* [RECORDS FOR THIS TASK]:
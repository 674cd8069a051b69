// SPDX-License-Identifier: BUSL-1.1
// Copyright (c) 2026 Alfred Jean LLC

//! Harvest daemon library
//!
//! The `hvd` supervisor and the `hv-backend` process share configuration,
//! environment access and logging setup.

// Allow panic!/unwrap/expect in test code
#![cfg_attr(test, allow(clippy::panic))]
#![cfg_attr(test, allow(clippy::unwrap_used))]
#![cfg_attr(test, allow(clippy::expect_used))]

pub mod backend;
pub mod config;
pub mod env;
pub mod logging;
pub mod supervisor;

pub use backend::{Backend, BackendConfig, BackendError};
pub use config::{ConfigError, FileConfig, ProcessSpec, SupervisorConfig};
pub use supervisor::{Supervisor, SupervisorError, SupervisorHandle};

==

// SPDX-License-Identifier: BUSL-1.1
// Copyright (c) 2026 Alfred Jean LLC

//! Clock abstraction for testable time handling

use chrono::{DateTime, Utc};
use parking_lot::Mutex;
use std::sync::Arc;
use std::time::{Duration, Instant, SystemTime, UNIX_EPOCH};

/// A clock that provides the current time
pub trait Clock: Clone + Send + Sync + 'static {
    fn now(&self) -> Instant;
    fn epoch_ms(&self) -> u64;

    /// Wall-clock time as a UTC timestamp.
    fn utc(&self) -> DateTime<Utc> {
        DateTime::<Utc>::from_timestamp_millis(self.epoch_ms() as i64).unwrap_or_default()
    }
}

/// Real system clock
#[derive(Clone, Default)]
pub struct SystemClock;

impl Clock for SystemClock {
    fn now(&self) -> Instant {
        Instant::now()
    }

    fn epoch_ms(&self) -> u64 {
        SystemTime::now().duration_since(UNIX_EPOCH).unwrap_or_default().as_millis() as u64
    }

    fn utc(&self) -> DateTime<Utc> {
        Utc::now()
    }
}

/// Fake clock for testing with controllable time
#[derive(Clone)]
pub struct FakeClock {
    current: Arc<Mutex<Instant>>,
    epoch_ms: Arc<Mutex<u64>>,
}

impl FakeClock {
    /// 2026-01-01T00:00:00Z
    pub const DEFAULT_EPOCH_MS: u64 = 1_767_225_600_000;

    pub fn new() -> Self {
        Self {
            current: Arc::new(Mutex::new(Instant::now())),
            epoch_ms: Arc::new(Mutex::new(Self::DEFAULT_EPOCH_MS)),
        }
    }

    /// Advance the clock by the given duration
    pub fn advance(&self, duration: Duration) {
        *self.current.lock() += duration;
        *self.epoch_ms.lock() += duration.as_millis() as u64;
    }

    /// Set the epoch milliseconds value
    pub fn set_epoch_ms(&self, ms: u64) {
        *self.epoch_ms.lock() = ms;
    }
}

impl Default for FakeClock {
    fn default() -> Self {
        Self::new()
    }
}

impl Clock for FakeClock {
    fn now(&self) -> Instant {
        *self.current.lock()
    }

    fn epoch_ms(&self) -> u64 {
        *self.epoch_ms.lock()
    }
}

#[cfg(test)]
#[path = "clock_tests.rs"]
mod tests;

---

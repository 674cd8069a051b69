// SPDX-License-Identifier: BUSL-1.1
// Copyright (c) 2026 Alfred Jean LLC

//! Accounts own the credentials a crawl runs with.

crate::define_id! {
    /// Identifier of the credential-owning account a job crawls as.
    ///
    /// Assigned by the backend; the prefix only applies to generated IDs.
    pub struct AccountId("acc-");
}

* [INSTRUCTIONS TO FOLLOW]: Copy out every line of the listing that contains the string "Clone".

* [EXPECTED OUTPUT]:
pub trait Clock: Clone + Send + Sync + 'static {
#[derive(Clone, Default)]
#[derive(Clone)]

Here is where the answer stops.